The main thing to remember is that you don’t HAVE to associate with people like that. You can leave…or avoid those pelople.
Life is too short. Don’t waste yours in the company of A holes.
Good post m8. I also quit rugby in favour of my piping, after a juggernaut of a fly-half treaded on my hand after an attempted tackle, damaging the joint between the metacarpus and the proximal phalanx of the pinky finger. En route to have my hand x-rayed, all I could think of was, ‘I won’t be able to play a good birl ever again’… Until I realised the bruise was on my top [left] hand! I sighed deeply in relief, and with the realisation in mind that it could’ve been my other hand, I gave up rugby and resumed fitbaw, which ultimately ruined both my knees. Now I’m a limping piper with a sound mind… and clear birls.
My pipes have stayed in the box for the last week due to a bagpiping induced hemorrhoid. Its time to start playing easier reeds.

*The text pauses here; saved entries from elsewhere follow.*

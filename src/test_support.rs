//! Stubs shared by unit tests.

use crate::backend::{BackendVariant, PrinterBackend, PrinterFamily};
use crate::context::{ConnectionHandle, ConnectionState, PrinterDetails, PrinterSettings};
use crate::errors::{DaemonError, Result};
use crate::protocol::{
    LegacyClient, LegacyMachineStatus, LegacyPrinterInfo, LegacyProgress, LegacyTemperatures,
};
use async_trait::async_trait;
use std::sync::atomic::{AtomicUsize, Ordering};
use std::sync::Arc;
use std::time::Duration;

/// G-code client that answers every command with canned data.
#[derive(Default)]
pub struct StubLegacy {
    pub status_calls: AtomicUsize,
    pub disconnects: AtomicUsize,
    pub delay: Option<Duration>,
    pub fail_status: bool,
}

#[async_trait]
impl LegacyClient for StubLegacy {
    async fn printer_info(&self) -> Result<LegacyPrinterInfo> {
        Ok(LegacyPrinterInfo {
            machine_type: "FlashForge Adventurer 4".into(),
            machine_name: "Stub".into(),
            ..LegacyPrinterInfo::default()
        })
    }
    async fn temperatures(&self) -> Result<LegacyTemperatures> {
        Ok(LegacyTemperatures::default())
    }
    async fn machine_status(&self) -> Result<LegacyMachineStatus> {
        self.status_calls.fetch_add(1, Ordering::SeqCst);
        if let Some(delay) = self.delay {
            tokio::time::sleep(delay).await;
        }
        if self.fail_status {
            return Err(DaemonError::Transport("connection reset".into()));
        }
        Ok(LegacyMachineStatus {
            machine_status: "READY".into(),
            move_mode: "READY".into(),
            led_on: false,
            current_file: None,
        })
    }
    async fn print_progress(&self) -> Result<LegacyProgress> {
        Ok(LegacyProgress::default())
    }
    async fn pause(&self) -> Result<bool> {
        Ok(true)
    }
    async fn resume(&self) -> Result<bool> {
        Ok(true)
    }
    async fn cancel(&self) -> Result<bool> {
        Ok(true)
    }
    async fn start_local_job(&self, _file_name: &str) -> Result<bool> {
        Ok(true)
    }
    async fn list_local_files(&self) -> Result<Vec<String>> {
        Ok(Vec::new())
    }
    async fn set_led(&self, _on: bool) -> Result<bool> {
        Ok(true)
    }
    async fn send_raw(&self, _command: &str) -> Result<String> {
        Ok("ok".into())
    }
    async fn disconnect(&self) -> Result<()> {
        self.disconnects.fetch_add(1, Ordering::SeqCst);
        Ok(())
    }
}

pub fn details(serial: &str) -> PrinterDetails {
    PrinterDetails {
        name: format!("Printer {}", serial),
        ip_address: "192.168.1.10".parse().expect("valid ip"),
        serial_number: serial.to_string(),
        model: "FlashForge Adventurer 4".into(),
        family: PrinterFamily::Legacy,
        check_code: None,
        settings: PrinterSettings::default(),
        last_connected: None,
    }
}

pub fn legacy_backend(client: Arc<StubLegacy>) -> PrinterBackend {
    PrinterBackend::new(
        PrinterFamily::Legacy,
        BackendVariant::legacy(client),
        &PrinterSettings::default(),
        ConnectionHandle::new(ConnectionState::Connected),
    )
}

My Highland Granny Annie once confided to me that my father fell off a tram as a child, landed on his head, and had peculiar ideas ever since – actually, she used the “q” word, as was the British wont. That to explain the outspoken, idealistic eco-warrior crusades as one of the last of the country doctors – I laughed. I have enjoyed the change in direction and maturing of your own writings these past few years (since 2002?) and thought of the influence of your own historian, authoring father. But are you saying talentless goons knocked down your lucky star? However, I do think taorluaths are pretty critical for those at the ‘ top of their tree’ reeling upside down at Eden Court.

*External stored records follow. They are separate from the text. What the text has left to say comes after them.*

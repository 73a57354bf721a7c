//! Printer wire-protocol clients.
//!
//! Two generations of protocol are spoken by the printers this daemon manages:
//! - the legacy G-code channel (TCP, `~Mxxx` commands terminated by `ok`)
//! - the modern HTTP/JSON API, authenticated by serial number and check code
//!
//! Backends only see the [`LegacyClient`] and [`ModernClient`] traits; the
//! network implementations live in [`legacy`] and [`modern`].

pub mod legacy;
pub mod modern;

use crate::config::ConnectionConfig;
use crate::errors::Result;
use async_trait::async_trait;
use serde::{Deserialize, Serialize};
use std::net::{IpAddr, SocketAddr};
use std::path::Path;
use std::sync::Arc;
use std::time::Duration;

pub use legacy::TcpLegacyClient;
pub use modern::HttpModernClient;

/// Pairing material for the modern API.
#[derive(Debug, Clone, PartialEq, Eq, Serialize, Deserialize)]
#[serde(rename_all = "camelCase")]
pub struct Credentials {
    pub serial_number: String,
    pub check_code: String,
}

#[derive(Debug, Clone, Copy, Default, PartialEq, Serialize, Deserialize)]
pub struct TempReading {
    pub current: f64,
    pub target: f64,
}

/// M115 reply.
#[derive(Debug, Clone, Default, PartialEq, Serialize, Deserialize)]
#[serde(rename_all = "camelCase")]
pub struct LegacyPrinterInfo {
    pub machine_type: String,
    pub machine_name: String,
    pub firmware_version: String,
    pub serial_number: String,
    pub tool_count: u8,
    pub mac_address: Option<String>,
}

/// M105 reply.
#[derive(Debug, Clone, Default, PartialEq, Serialize, Deserialize)]
pub struct LegacyTemperatures {
    pub extruder: TempReading,
    pub secondary_extruder: Option<TempReading>,
    pub bed: TempReading,
}

/// M119 reply.
#[derive(Debug, Clone, Default, PartialEq, Serialize, Deserialize)]
#[serde(rename_all = "camelCase")]
pub struct LegacyMachineStatus {
    pub machine_status: String,
    pub move_mode: String,
    pub led_on: bool,
    pub current_file: Option<String>,
}

/// M27 reply.
#[derive(Debug, Clone, Default, PartialEq, Serialize, Deserialize)]
pub struct LegacyProgress {
    pub percent: f64,
    pub layer: Option<(u32, u32)>,
}

/// `/detail` payload of the modern API.
#[derive(Debug, Clone, Default, PartialEq, Serialize, Deserialize)]
#[serde(rename_all = "camelCase", default)]
pub struct ModernDetail {
    pub name: Option<String>,
    pub status: Option<String>,
    pub firmware_version: Option<String>,
    pub ip_addr: Option<String>,
    pub print_file_name: Option<String>,
    pub print_progress: Option<f64>,
    pub print_layer: Option<u32>,
    pub target_print_layer: Option<u32>,
    pub print_duration: Option<u64>,
    pub estimated_time: Option<f64>,
    pub left_temp: Option<f64>,
    pub left_target_temp: Option<f64>,
    pub plat_temp: Option<f64>,
    pub plat_target_temp: Option<f64>,
    pub chamber_temp: Option<f64>,
    pub chamber_target_temp: Option<f64>,
    pub light_status: Option<String>,
    pub internal_fan_status: Option<String>,
    pub external_fan_status: Option<String>,
    pub camera_stream_url: Option<String>,
    pub error_code: Option<String>,
    pub has_matl_station: Option<bool>,
    pub matl_station_info: Option<MaterialStationInfo>,
}

#[derive(Debug, Clone, Default, PartialEq, Serialize, Deserialize)]
#[serde(rename_all = "camelCase", default)]
pub struct MaterialStationInfo {
    pub current_slot: u8,
    pub slot_cnt: u8,
    pub state_action: i32,
    pub state_step: i32,
    pub slot_infos: Vec<SlotInfo>,
}

#[derive(Debug, Clone, Default, PartialEq, Serialize, Deserialize)]
#[serde(rename_all = "camelCase", default)]
pub struct SlotInfo {
    pub slot_id: u8,
    pub has_filament: bool,
    pub material_name: String,
    pub material_color: String,
}

/// Tool → material-station slot assignment sent with AD5X jobs.
#[derive(Debug, Clone, PartialEq, Eq, Serialize, Deserialize)]
#[serde(rename_all = "camelCase")]
pub struct MaterialMapping {
    /// Zero-based extruder tool index used in the G-code.
    pub tool_id: u8,
    /// One-based material station slot.
    pub slot_id: u8,
    pub material_name: String,
    pub tool_material_color: String,
    pub slot_material_color: String,
}

#[derive(Debug, Clone, Copy, PartialEq, Eq, Serialize, Deserialize)]
#[serde(rename_all = "lowercase")]
pub enum JobAction {
    Pause,
    Resume,
    Cancel,
}

impl JobAction {
    pub fn as_wire(&self) -> &'static str {
        match self {
            JobAction::Pause => "pause",
            JobAction::Resume => "continue",
            JobAction::Cancel => "cancel",
        }
    }
}

#[derive(Debug, Clone, Copy, PartialEq, Eq, Serialize, Deserialize)]
#[serde(rename_all = "lowercase")]
pub enum FiltrationMode {
    Internal,
    External,
    Off,
}

/// Start a file already stored on the printer.
#[derive(Debug, Clone, PartialEq, Serialize, Deserialize)]
#[serde(rename_all = "camelCase")]
pub struct LocalJobRequest {
    pub file_name: String,
    pub leveling_before_print: bool,
    pub material_mappings: Option<Vec<MaterialMapping>>,
}

#[derive(Debug, Clone, Default, PartialEq, Serialize, Deserialize)]
#[serde(rename_all = "camelCase")]
pub struct UploadRequest {
    pub start_now: bool,
    pub leveling_before_print: bool,
    pub material_mappings: Option<Vec<MaterialMapping>>,
}

/// G-code channel shared by every printer generation.
#[async_trait]
pub trait LegacyClient: Send + Sync {
    async fn printer_info(&self) -> Result<LegacyPrinterInfo>;
    async fn temperatures(&self) -> Result<LegacyTemperatures>;
    async fn machine_status(&self) -> Result<LegacyMachineStatus>;
    async fn print_progress(&self) -> Result<LegacyProgress>;
    async fn pause(&self) -> Result<bool>;
    async fn resume(&self) -> Result<bool>;
    async fn cancel(&self) -> Result<bool>;
    async fn start_local_job(&self, file_name: &str) -> Result<bool>;
    async fn list_local_files(&self) -> Result<Vec<String>>;
    async fn set_led(&self, on: bool) -> Result<bool>;
    /// Send a command verbatim and return the raw reply.
    async fn send_raw(&self, command: &str) -> Result<String>;
    async fn disconnect(&self) -> Result<()>;
}

/// HTTP API spoken by current-generation printers.
#[async_trait]
pub trait ModernClient: Send + Sync {
    async fn detail(&self) -> Result<ModernDetail>;
    async fn job_control(&self, action: JobAction) -> Result<bool>;
    async fn start_local_job(&self, request: &LocalJobRequest) -> Result<bool>;
    async fn upload_file(&self, path: &Path, request: &UploadRequest) -> Result<bool>;
    async fn recent_files(&self) -> Result<Vec<String>>;
    async fn local_files(&self) -> Result<Vec<String>>;
    async fn set_led(&self, on: bool) -> Result<bool>;
    async fn set_filtration(&self, mode: FiltrationMode) -> Result<bool>;
    async fn disconnect(&self) -> Result<()>;
}

/// Opens protocol clients. Abstracted so connection flows can be exercised
/// without real printers.
#[async_trait]
pub trait PrinterConnector: Send + Sync {
    async fn connect_legacy(&self, ip: IpAddr) -> Result<Arc<dyn LegacyClient>>;
    async fn connect_modern(
        &self,
        ip: IpAddr,
        credentials: &Credentials,
    ) -> Result<Arc<dyn ModernClient>>;
}

/// Connector that talks to real printers over the LAN.
pub struct NetworkConnector {
    legacy_port: u16,
    modern_port: u16,
    connect_timeout: Duration,
    command_timeout: Duration,
}

impl NetworkConnector {
    pub fn new(config: &ConnectionConfig) -> Self {
        Self {
            legacy_port: config.legacy_port,
            modern_port: config.modern_port,
            connect_timeout: config.connect_timeout(),
            command_timeout: config.command_timeout(),
        }
    }
}

#[async_trait]
impl PrinterConnector for NetworkConnector {
    async fn connect_legacy(&self, ip: IpAddr) -> Result<Arc<dyn LegacyClient>> {
        let address = SocketAddr::new(ip, self.legacy_port);
        let client =
            TcpLegacyClient::connect(address, self.connect_timeout, self.command_timeout).await?;
        Ok(Arc::new(client))
    }

    async fn connect_modern(
        &self,
        ip: IpAddr,
        credentials: &Credentials,
    ) -> Result<Arc<dyn ModernClient>> {
        let base_url = format!("http://{}", SocketAddr::new(ip, self.modern_port));
        let client = HttpModernClient::new(base_url, credentials.clone(), self.command_timeout);
        // Validates the check code before any backend is built on top of it.
        client.detail().await?;
        Ok(Arc::new(client))
    }
}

You are correct, Andrew – at Playoff time we do play injured and I had my own Waterloo when one of John Elliott’s fresh reeds (MacAllisters in those day and I still play it on occasion instead of a Capt MacLellan dubbed piccolo sort) ko’d an intercostal rib muscle at the Irish Club we played for after a 3 hour blow of a practice on St Paddy’s Day, followed with a long tune up and blaw at the Club. 6 weeks of physio and no bagpipes until well after Georgetown. As I looked around the Band I mentioned to Michael Grey that no-one over 40 in the pipe corps was without some overuse syndrome requiring anything from ice on rotator cuffs to laying off John Burgess type crunluaths – however dystonia-d. That shortstop must have really baubled the ball if his howitzer shot took that long to get to first base – good hit? I agree we need to keep our hobbies in perspective, but these are ‘doer’ Scots from the land of hard Knox doing their type A golf like pursuit with the inevitable frustrations of such self improvement. Ask Tiger – pulling back off the pedal ain’t easy. Dour die, I guess.